Still, it’s an inexorable march that has much promise, and as with previous technology revolutions, we will adjust in time. What is of concern is that it has for some time been disrupting the relationship between capital and labour, or more broadly, owners and doers in the creation of wealth. Together with financial alchemy it has exacerbated exclusivity and inequality causing an enormous strain within humanity. Both are removing an essential conduit of wealth distribution: money in the pockets of ordinary working folk, which is the catalyst of demand and inclusive economic growth.
It is clear that technology is rapidly rewriting all of our traditional assumptions about economic constructs including some of the mad metrics we used to drive and assess the economic locomotive. Conventional theories of capitalism, socialism, and any other “ism” are becoming redundant. Yet we will vehemently argue from these perspectives with little thought of the need for a completely new inclusive economic model that can accommodate this change. (See WEF report here.)
There are many other trends one could cite that will affect us for decades to come. Many will take issue with me because I have omitted climate change as the most important shift of all facing our species. It is true that humanity’s impact on the environment is rupturing harmony with nature. But I have not dealt with it because no-one can really be sure if humanity alone will cause an environmental apocalypse, or whether some or other major event, even extinction, will not be caused by nature itself or a cosmic roll of the dice. In addition, it could be argued that what we are doing to the environment is an effect and not a cause of the other three.

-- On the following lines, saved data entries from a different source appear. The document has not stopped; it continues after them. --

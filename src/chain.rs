//! Reverse-fold chain composition shared by both engines.
//!
//! Middlewares, emit wrappers and interceptors all have the same shape: a
//! link receives the value under processing plus a `next` continuation and
//! returns a future. [`compose`] folds a registration-ordered list in
//! reverse around a terminal so that the FIRST registered link runs
//! OUTERMOST -- i.e. execution order equals registration order on the way
//! in, and the mirror image on the way out.

use futures::future::BoxFuture;
use std::sync::Arc;

/// A continuation taking the current value to the rest of the chain.
pub type Tail<C, R> = Arc<dyn Fn(C) -> BoxFuture<'static, R> + Send + Sync>;

/// One chain link wrapping a [`Tail`].
pub type Link<C, R> = Arc<dyn Fn(C, Tail<C, R>) -> BoxFuture<'static, R> + Send + Sync>;

/// Fold `links` in reverse registration order around `terminal`.
pub fn compose<C, R>(links: &[Link<C, R>], terminal: Tail<C, R>) -> Tail<C, R>
where
    C: 'static,
    R: 'static,
{
    let mut chain = terminal;
    for link in links.iter().rev() {
        let link = Arc::clone(link);
        let next = chain;
        chain = Arc::new(move |value| link(value, Arc::clone(&next)));
    }
    chain
}
//! Shared fixtures: a generated-style catalog with deserializers, a real
//! served RpcServer on an ephemeral port, and a canned raw-TCP server for
//! fault injection (5xx bursts, dropped SSE transports).

#![allow(dead_code)]

use serde::{Deserialize, Serialize};
use serde_json::Value;
use std::collections::VecDeque;
use std::net::SocketAddr;
use std::sync::atomic::{AtomicUsize, Ordering};
use std::sync::{Arc, Mutex};
use strand_rpc::error::{category, Error};
use strand_rpc::{OperationCatalog, OperationId, Result, RpcServer};
use tokio::io::{AsyncReadExt, AsyncWriteExt};
use tokio::net::{TcpListener, TcpStream};

#[derive(Debug, Clone, PartialEq, Serialize, Deserialize)]
pub struct SayInput {
    pub text: String,
}

#[derive(Debug, Clone, PartialEq, Serialize, Deserialize)]
pub struct TicksInput {
    pub n: i64,
}

/// Opt-in test logging: `RUST_LOG=strand_rpc=debug cargo test -- --nocapture`.
pub fn init_tracing() {
    let _ = tracing_subscriber::fmt()
        .with_env_filter(tracing_subscriber::EnvFilter::from_default_env())
        .try_init();
}

pub fn catalog() -> OperationCatalog {
    OperationCatalog::new([
        OperationId::proc("Echo", "Say"),
        OperationId::stream("Ticker", "Ticks"),
    ])
}

/// Two-stage decode for `Echo.Say`: required-field check, then transform.
pub fn say_deserializer(raw: Value) -> Result<SayInput> {
    match raw.get("text") {
        None | Some(Value::Null) => Err(Error::missing_required_field("field text is required")),
        Some(Value::String(s)) => Ok(SayInput { text: s.clone() }),
        Some(_) => {
            Err(Error::new("field text must be a string").with_category(category::VALIDATION))
        }
    }
}

/// Two-stage decode for `Ticker.Ticks`.
pub fn ticks_deserializer(raw: Value) -> Result<TicksInput> {
    match raw.get("n") {
        None | Some(Value::Null) => Err(Error::missing_required_field("field n is required")),
        Some(v) => v
            .as_i64()
            .map(|n| TicksInput { n })
            .ok_or_else(|| {
                Error::new("field n must be an integer").with_category(category::VALIDATION)
            }),
    }
}

/// Serve a real server on an ephemeral port.
pub async fn serve(server: Arc<RpcServer>) -> SocketAddr {
    let listener = TcpListener::bind("127.0.0.1:0").await.unwrap();
    let addr = listener.local_addr().unwrap();
    tokio::spawn(strand_rpc::transport::hyper::serve(listener, server));
    addr
}

pub fn base_url(addr: SocketAddr) -> String {
    format!("http://{addr}")
}

/// One scripted response of the canned fault-injection server.
pub enum Canned {
    /// Plain 500 with an empty body.
    Status(u16),
    /// 200 with a JSON body.
    Json(String),
    /// SSE response with the given raw frames sent as chunks. When
    /// `complete` is false the socket is dropped mid-body, which the client
    /// observes as a retryable read failure.
    Sse { frames: Vec<String>, complete: bool },
}

/// Raw-TCP HTTP server answering scripted responses, one per connection.
pub struct CannedServer {
    pub addr: SocketAddr,
    served: Arc<AtomicUsize>,
    requests: Arc<Mutex<Vec<String>>>,
}

impl CannedServer {
    pub fn base_url(&self) -> String {
        format!("http://{}", self.addr)
    }

    /// How many requests were actually answered.
    pub fn served(&self) -> usize {
        self.served.load(Ordering::SeqCst)
    }

    /// Request heads (start line + headers) in arrival order.
    pub fn request_heads(&self) -> Vec<String> {
        self.requests.lock().unwrap().clone()
    }
}

pub async fn spawn_canned_server(responses: Vec<Canned>) -> CannedServer {
    let listener = TcpListener::bind("127.0.0.1:0").await.unwrap();
    let addr = listener.local_addr().unwrap();
    let served = Arc::new(AtomicUsize::new(0));
    let requests: Arc<Mutex<Vec<String>>> = Arc::new(Mutex::new(Vec::new()));
    let queue = Arc::new(Mutex::new(VecDeque::from(responses)));

    let counter = served.clone();
    let heads = requests.clone();
    tokio::spawn(async move {
        loop {
            let Ok((mut socket, _)) = listener.accept().await else {
                break;
            };
            let Some(response) = queue.lock().unwrap().pop_front() else {
                break;
            };
            counter.fetch_add(1, Ordering::SeqCst);
            match read_request(&mut socket).await {
                Ok(head) => heads.lock().unwrap().push(head),
                Err(_) => continue,
            }
            match response {
                Canned::Status(code) => {
                    let head = format!(
                        "HTTP/1.1 {code} Canned\r\nContent-Length: 0\r\nConnection: close\r\n\r\n"
                    );
                    let _ = socket.write_all(head.as_bytes()).await;
                }
                Canned::Json(body) => {
                    let head = format!(
                        "HTTP/1.1 200 OK\r\nContent-Type: application/json\r\nContent-Length: {}\r\nConnection: close\r\n\r\n",
                        body.len()
                    );
                    let _ = socket.write_all(head.as_bytes()).await;
                    let _ = socket.write_all(body.as_bytes()).await;
                }
                Canned::Sse { frames, complete } => {
                    let head = "HTTP/1.1 200 OK\r\nContent-Type: text/event-stream\r\nCache-Control: no-cache\r\nTransfer-Encoding: chunked\r\n\r\n";
                    let _ = socket.write_all(head.as_bytes()).await;
                    for frame in frames {
                        let chunk = format!("{:x}\r\n{frame}\r\n", frame.len());
                        let _ = socket.write_all(chunk.as_bytes()).await;
                        let _ = socket.flush().await;
                    }
                    if complete {
                        let _ = socket.write_all(b"0\r\n\r\n").await;
                    }
                    // dropping the socket here kills the transport mid-body
                }
            }
        }
    });

    CannedServer {
        addr,
        served,
        requests,
    }
}

/// Read one HTTP request off the socket and return its head.
async fn read_request(socket: &mut TcpStream) -> std::io::Result<String> {
    let mut buf = Vec::new();
    let mut chunk = [0u8; 1024];
    loop {
        let n = socket.read(&mut chunk).await?;
        if n == 0 {
            return Err(std::io::ErrorKind::UnexpectedEof.into());
        }
        buf.extend_from_slice(&chunk[..n]);
        if let Some(head_end) = find_subsequence(&buf, b"\r\n\r\n") {
            let head = String::from_utf8_lossy(&buf[..head_end]).to_string();
            let content_length = head
                .lines()
                .find_map(|l| {
                    let (name, value) = l.split_once(':')?;
                    name.eq_ignore_ascii_case("content-length")
                        .then(|| value.trim().parse::<usize>().ok())?
                })
                .unwrap_or(0);
            let body_have = buf.len() - head_end - 4;
            let mut remaining = content_length.saturating_sub(body_have);
            while remaining > 0 {
                let n = socket.read(&mut chunk).await?;
                if n == 0 {
                    return Err(std::io::ErrorKind::UnexpectedEof.into());
                }
                remaining = remaining.saturating_sub(n);
            }
            return Ok(head);
        }
    }
}

pub fn find_subsequence(haystack: &[u8], needle: &[u8]) -> Option<usize> {
    haystack
        .windows(needle.len())
        .position(|window| window == needle)
}

/// Raw HTTP POST against a served RpcServer, returning the full response
/// bytes read until the server closes or `read_for` elapses.
pub async fn raw_post(
    addr: SocketAddr,
    path: &str,
    body: &str,
    read_for: std::time::Duration,
) -> Vec<u8> {
    let mut socket = TcpStream::connect(addr).await.unwrap();
    let request = format!(
        "POST {path} HTTP/1.1\r\nHost: localhost\r\nContent-Type: application/json\r\nContent-Length: {}\r\nConnection: close\r\n\r\n{body}",
        body.len()
    );
    socket.write_all(request.as_bytes()).await.unwrap();

    let mut collected = Vec::new();
    let deadline = tokio::time::Instant::now() + read_for;
    let mut chunk = [0u8; 4096];
    loop {
        let read = tokio::time::timeout_at(deadline, socket.read(&mut chunk)).await;
        match read {
            Ok(Ok(0)) | Err(_) => break,
            Ok(Ok(n)) => collected.extend_from_slice(&chunk[..n]),
            Ok(Err(_)) => break,
        }
    }
    collected
}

So what prompted the uplifting headline that we are living in a “momentous time”?
On a personal note it is not only because advancing age guarantees one of an endurance sell by date, but also because one can only marvel, and perhaps even be entertained by the individual threads of this splendid tapestry: those that babble about Nkandla, a falling rand, a gyrating Alsi, a raucous parliament, a comic red beret, legacy tantrums and so many more. In the end, and informed by a hindsight of many years, they become little more than that ambient, hypnotic and meditational murmuring you hear on a long distance flight.
A step back and the splendour is revealed: a species at a cross-roads facing a simple choice between its two main instinctive driving forces, that of survival or empathy. I believe that we have for too long assumed that survival trumps empathy; that they are even mutually exclusive. They are the same. They are one moment. The latter is just far nobler. It’s what sets us apart and accounts for our majesty as a species.
That is the lesson of this momentous time.